Друг степей бурят

Ксения ВОРОТЫНЦЕВА

29.01.2015

В Государственной Третьяковской галерее 28 января открылась выставка Зорикто Доржиева «Воображаемая реальность». Накануне «Культура» побеседовала с известным бурятским художником о величии Степи, жизни в Улан-Удэ и знакомстве с Умой Турман.

культура: Вы изображаете жизнь кочевых народов. Это требовало специальной подготовки — походов в библиотеки, музеи?
Доржиев: Поначалу да. Потом, когда уже чувствуешь себя «в теме», начинаешь импровизировать. Всегда объясняю, что я не сторонник документализма и этнографии в искусстве. Конечно, опираешься на исторические и культурные сведения. Но, как и любой художник, мечтаешь привнести что-то свое.

культура: Современным искусством интересуетесь?
Доржиев: Почему нет, люблю смотреть концептуальные, масштабные экспозиции. И сам, может быть, сделал бы что-нибудь не фигуративное, не работал с красками вообще. Но у художников принято считать: если получается легко и естественно — это призвание. Поэтому работаю по старинке, как ведет рука. Иногда пытаюсь экспериментировать, а потом все равно возвращаюсь к холсту и карандашу. Наверное, внутри я очень консервативный человек.

культура: Ваши картины — диалог Востока и Запада?
Доржиев: Можно и так сказать. Я приехал в Красноярский художественный институт из степного азиатского региона. Был выучен в традициях русской реалистической школы — европейской по сути. Вот оно — соприкосновение Востока и Запада.

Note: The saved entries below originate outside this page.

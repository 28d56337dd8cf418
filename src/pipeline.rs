//! Import orchestration.
//!
//! For each descriptor in a batch: fetch the page, derive the category
//! from the URL path, clean the article content, create the record,
//! assign its category, attach its media-region images. Descriptors are
//! processed strictly sequentially (each fetch, extraction, and store
//! handoff completes before the next descriptor starts), and every
//! per-item problem becomes a message in the batch result instead of an
//! error. Chunking a long descriptor list into batches (and deciding
//! whether to keep going) belongs to the caller.

use futures::stream::{self, StreamExt};
use tracing::{debug, info, instrument, warn};

use crate::extract::{ContentExtractor, ImageExtractor};
use crate::fetch::PageFetch;
use crate::models::{ArticleDescriptor, ArticleRecord, CleanedContent, ImportBatchResult};
use crate::store::ContentStore;

/// The extraction and normalization pipeline.
///
/// Collaborators are injected at construction. There is no ambient
/// client or store, so tests run against canned fetchers and an
/// in-memory store.
pub struct ImportPipeline<F, S> {
    fetcher: F,
    store: S,
    content: ContentExtractor,
    images: ImageExtractor,
}

impl<F, S> ImportPipeline<F, S>
where
    F: PageFetch,
    S: ContentStore,
{
    pub fn new(fetcher: F, store: S, content: ContentExtractor, images: ImageExtractor) -> Self {
        Self {
            fetcher,
            store,
            content,
            images,
        }
    }

    /// Import one batch of descriptors, in order.
    ///
    /// Returns the per-batch aggregate; messages preserve the input
    /// descriptor order. Nothing a single descriptor does (dead link,
    /// missing article region, duplicate title, store failure) aborts
    /// the remainder of the batch.
    #[instrument(level = "info", skip_all, fields(batch_len = descriptors.len()))]
    pub async fn import_batch(&self, descriptors: &[ArticleDescriptor]) -> ImportBatchResult {
        let mut result = ImportBatchResult::default();

        // Sequential by construction: `then` awaits each item before
        // pulling the next, so one batch never holds two fetches open.
        let outcomes: Vec<ItemOutcome> = stream::iter(descriptors)
            .then(|d| self.import_one(d))
            .collect()
            .await;
        for outcome in outcomes {
            match outcome {
                ItemOutcome::Imported { messages } => {
                    result.succeeded += 1;
                    result.messages.extend(messages);
                }
                ItemOutcome::Skipped { notice } => {
                    result.messages.push(notice);
                }
                ItemOutcome::Failed { messages } => {
                    result.failed += 1;
                    result.messages.extend(messages);
                }
            }
        }

        info!(
            succeeded = result.succeeded,
            failed = result.failed,
            messages = result.messages.len(),
            "Batch complete"
        );
        result
    }

    /// Run one descriptor through the fetch, extract, and store sequence.
    #[instrument(level = "debug", skip_all, fields(title = %descriptor.title))]
    async fn import_one(&self, descriptor: &ArticleDescriptor) -> ItemOutcome {
        let mut messages = Vec::new();

        // 1. Fetch. A failure is recovered as an empty body: the record
        // is still created so the headline and category survive.
        let fetched = self.fetcher.fetch(descriptor.location.as_str()).await;
        if let Some(kind) = &fetched.error {
            warn!(url = %descriptor.location, error = %kind, "Fetch failed; importing with empty content");
            messages.push(format!(
                "Failed to fetch \"{}\" ({}): {}",
                descriptor.title, descriptor.location, kind
            ));
        }

        // 2. Category comes from the URL alone, so it survives a failed
        // fetch too.
        let category = descriptor.category();

        // 3–4. Extract content and images from the body, when there is one.
        let (content, images) = match &fetched.body {
            Some(body) => (self.content.extract(body), self.images.extract(body)),
            None => (CleanedContent::empty(), Vec::new()),
        };

        let record = ArticleRecord {
            descriptor: descriptor.clone(),
            content,
            images,
            category: category.clone(),
        };

        // 5. Hand off to the store; a duplicate title is a skip, not a
        // failure.
        let id = match self.store.create_record(&record).await {
            Ok(id) => id,
            Err(e) if e.is_duplicate() => {
                info!(title = %descriptor.title, "Skipping duplicate");
                return ItemOutcome::Skipped {
                    notice: format!(
                        "Import skipped: a record titled \"{}\" already exists.",
                        descriptor.title
                    ),
                };
            }
            Err(e) => {
                warn!(title = %descriptor.title, error = %e, "Store rejected record");
                messages.push(format!(
                    "Failed to create record for \"{}\": {}",
                    descriptor.title, e
                ));
                return ItemOutcome::Failed { messages };
            }
        };
        debug!(%id, title = %descriptor.title, "Created record");

        // 6. Tag the category; unknown categories are created by the
        // store. The record stands even if this fails.
        if !category.is_empty() {
            if let Err(e) = self.store.assign_category(id, &category).await {
                warn!(%id, category, error = %e, "Category assignment failed");
                messages.push(format!(
                    "Record \"{}\": failed to assign category \"{}\": {}",
                    descriptor.title, category, e
                ));
            }
        }

        // 7. Attach images in document order. The store decides which
        // one ends up featured.
        for image in record.images.iter().filter(|img| !img.url.is_empty()) {
            if let Err(e) = self.store.attach_image(id, image).await {
                warn!(%id, url = %image.url, error = %e, "Image attachment failed");
                messages.push(format!(
                    "Record \"{}\": failed to attach image {}: {}",
                    descriptor.title, image.url, e
                ));
            }
        }

        ItemOutcome::Imported { messages }
    }
}

/// Terminal state of one descriptor.
enum ItemOutcome {
    Imported { messages: Vec<String> },
    Skipped { notice: String },
    Failed { messages: Vec<String> },
}
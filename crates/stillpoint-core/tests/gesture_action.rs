//! End-to-end tests for multi-finger swipe actions: path resolution,
//! injection, and the idle wait that follows.

mod common;

use std::sync::Arc;
use std::time::Duration;

use common::{init_tracing, tracker_and_mock, MockBehavior, MockDeliverer};
use stillpoint_core::action::{ActionContext, ActionError, GestureAction, MultiFingerSwipeAction};
use stillpoint_core::element::{ElementFrame, UIElement};
use stillpoint_core::gesture::{GestureError, SwipeDirection};
use stillpoint_core::idle::IdlenessMonitor;
use stillpoint_core::injector::{InjectionError, MultiTouchInjector, TouchPhase};
use stillpoint_core::tracker::{ActivityCategory, ActivityTracker};
use tokio::time::Instant;

const TOL: f64 = 1e-6;

fn context(tracker: &Arc<ActivityTracker>, mock: Arc<MockDeliverer>, idle_timeout: Duration) -> ActionContext {
    let injector = MultiTouchInjector::new(Arc::clone(tracker), mock);
    let monitor = IdlenessMonitor::new(Arc::clone(tracker));
    ActionContext::new(injector, monitor, idle_timeout)
}

fn square() -> UIElement {
    UIElement::with_frame(ElementFrame::new(0.0, 0.0, 100.0, 100.0)).identified("canvas")
}

#[tokio::test(start_paused = true)]
async fn two_finger_swipe_up_on_square() {
    init_tracing();
    let (tracker, mock) = tracker_and_mock();
    let mock = mock.into_arc();
    let ctx = context(&tracker, mock.clone(), Duration::from_secs(5));

    let action = MultiFingerSwipeAction::swipe(SwipeDirection::Up, Duration::from_millis(300), 2).unwrap();
    action.perform(&square(), &ctx).await.unwrap();

    for finger in 0..2 {
        let events: Vec<_> = mock.events().into_iter().filter(|e| e.finger == finger).collect();
        assert!(events.len() >= 3, "finger {finger} got {} events", events.len());
        let first = events.first().unwrap();
        let last = events.last().unwrap();
        assert_eq!(first.phase, TouchPhase::Began);
        assert_eq!(last.phase, TouchPhase::Ended);
        assert!(first.point.y > 80.0 && first.point.y < 100.0, "start {:?}", first.point);
        assert!(last.point.y < 20.0 && last.point.y > 0.0, "end {:?}", last.point);
        assert!((first.point.x - last.point.x).abs() < TOL);
        assert_eq!(last.timestamp, Duration::from_millis(300));
    }

    let start_x: Vec<f64> = mock
        .events()
        .iter()
        .filter(|e| e.phase == TouchPhase::Began)
        .map(|e| e.point.x)
        .collect();
    assert_eq!(start_x.len(), 2);
    assert!((start_x[1] - start_x[0] - 10.0).abs() < TOL);
    assert!(tracker.is_idle());
}

#[tokio::test(start_paused = true)]
async fn action_waits_for_work_the_gesture_triggers() {
    let (tracker, mock) = tracker_and_mock();
    // Finger 0's last event (index 3 for a 50 ms swipe) kicks off a request.
    let mock = mock
        .on(0, 3, MockBehavior::StartWork(Duration::from_millis(500)))
        .into_arc();
    let ctx = context(&tracker, mock.clone(), Duration::from_secs(5));

    let action = MultiFingerSwipeAction::swipe(SwipeDirection::Left, Duration::from_millis(50), 1).unwrap();
    let start = Instant::now();
    action.perform(&square(), &ctx).await.unwrap();

    assert_eq!(mock.phases_of(0).last(), Some(&TouchPhase::Ended));
    assert!(start.elapsed() >= Duration::from_millis(550), "{:?}", start.elapsed());
    assert!(tracker.is_idle());
}

#[tokio::test(start_paused = true)]
async fn elements_without_usable_frame_are_rejected_before_injection() {
    let (tracker, mock) = tracker_and_mock();
    let mock = mock.into_arc();
    let ctx = context(&tracker, mock.clone(), Duration::from_secs(5));
    let action = MultiFingerSwipeAction::swipe(SwipeDirection::Down, Duration::from_millis(200), 3).unwrap();

    let zero_width = UIElement::with_frame(ElementFrame::new(10.0, 10.0, 0.0, 50.0)).identified("divider");
    let err = action.perform(&zero_width, &ctx).await.unwrap_err();
    assert!(matches!(err, ActionError::ElementNotInteractable { .. }));
    assert!(err.to_string().contains("divider"));

    let offscreen = UIElement::default();
    let err = action.perform(&offscreen, &ctx).await.unwrap_err();
    assert!(matches!(err, ActionError::ElementNotInteractable { .. }));

    assert!(mock.events().is_empty());
    assert!(tracker.is_idle());
}

#[tokio::test(start_paused = true)]
async fn gesture_that_cannot_fit_is_rejected_before_injection() {
    let (tracker, mock) = tracker_and_mock();
    let mock = mock.into_arc();
    let ctx = context(&tracker, mock.clone(), Duration::from_secs(5));

    // Starting at 5% height, an upward swipe has nowhere to go.
    let action =
        MultiFingerSwipeAction::swipe_from(SwipeDirection::Up, Duration::from_millis(200), 1, 0.5, 0.05).unwrap();
    let err = action.perform(&square(), &ctx).await.unwrap_err();
    assert!(matches!(err, ActionError::Gesture(GestureError::NoRoomToTravel { .. })));
    assert!(mock.events().is_empty());
}

#[tokio::test(start_paused = true)]
async fn stuck_work_times_out_with_snapshot() {
    let (tracker, mock) = tracker_and_mock();
    let mock = mock.on(0, 3, MockBehavior::StartStuckWork).into_arc();
    let ctx = context(&tracker, mock, Duration::from_secs(1));

    let action = MultiFingerSwipeAction::swipe(SwipeDirection::Right, Duration::from_millis(50), 1).unwrap();
    let start = Instant::now();
    let err = action.perform(&square(), &ctx).await.unwrap_err();

    let ActionError::Timeout(timeout) = err else {
        panic!("expected timeout, got {err:?}");
    };
    assert_eq!(timeout.timeout, Duration::from_secs(1));
    assert!(start.elapsed() >= Duration::from_millis(1050));
    assert_eq!(timeout.pending.len(), 1);
    let pending = &timeout.pending[0];
    assert_eq!(pending.category, ActivityCategory::Network);
    assert_eq!(pending.label.as_deref(), Some("GET /never-responds"));
    assert!(pending.age >= Duration::from_secs(1));
    assert!(pending.age < Duration::from_millis(1100), "{:?}", pending.age);
}

#[tokio::test(start_paused = true)]
async fn idle_wait_can_be_cancelled() {
    let (tracker, mock) = tracker_and_mock();
    let mock = mock.on(0, 3, MockBehavior::StartStuckWork).into_arc();
    let ctx = context(&tracker, mock, Duration::from_secs(30));

    let token = ctx.monitor.cancellation_token();
    tokio::spawn(async move {
        tokio::time::sleep(Duration::from_secs(2)).await;
        token.cancel();
    });

    let action = MultiFingerSwipeAction::swipe(SwipeDirection::Up, Duration::from_millis(50), 1).unwrap();
    let start = Instant::now();
    let err = action.perform(&square(), &ctx).await.unwrap_err();
    assert!(matches!(err, ActionError::Cancelled));
    assert!(start.elapsed() < Duration::from_secs(3));
    // The stuck request is still outstanding; cancellation leaves the ledger alone.
    assert_eq!(tracker.pending_count(), 1);
}

#[tokio::test(start_paused = true)]
async fn delivery_failure_surfaces_as_injection_error() {
    let (tracker, mock) = tracker_and_mock();
    let mock = mock
        .on(2, 1, MockBehavior::Fail("event queue full".to_string()))
        .into_arc();
    let ctx = context(&tracker, mock.clone(), Duration::from_secs(5));

    let action = MultiFingerSwipeAction::swipe(SwipeDirection::Down, Duration::from_millis(100), 4).unwrap();
    let err = action.perform(&square(), &ctx).await.unwrap_err();
    assert!(matches!(
        err,
        ActionError::Injection(InjectionError::Delivery { finger: 2, sample: 1, .. })
    ));

    for finger in 0..4 {
        assert_eq!(mock.phases_of(finger).last(), Some(&TouchPhase::Cancelled), "finger {finger}");
    }
    assert!(tracker.is_idle());
}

культура: Вы не раз обращались к образу Чингисхана: делали эскизы костюмов для фильма «Монгол», иллюстрировали роман Исая Калашникова «Жестокий век». Кто Вам ближе — мягкий и человечный полководец, как у Бодрова-старшего, или более суровый, как у Калашникова?
Доржиев: Для монгольского мира Чингисхан — знаковая фигура. Считается: это был воспитанный, умный, по-своему жестокий воин. Конечно, режиссер — тоже художник, имеющий право на свое видение. Однако человек, который покорил полмира, мне видится менее лиричным и романтичным. Поэтому чуточку ближе образ Чингисхана в романе «Жестокий век». Пожалуй, это самая мощная книга о великой Степи.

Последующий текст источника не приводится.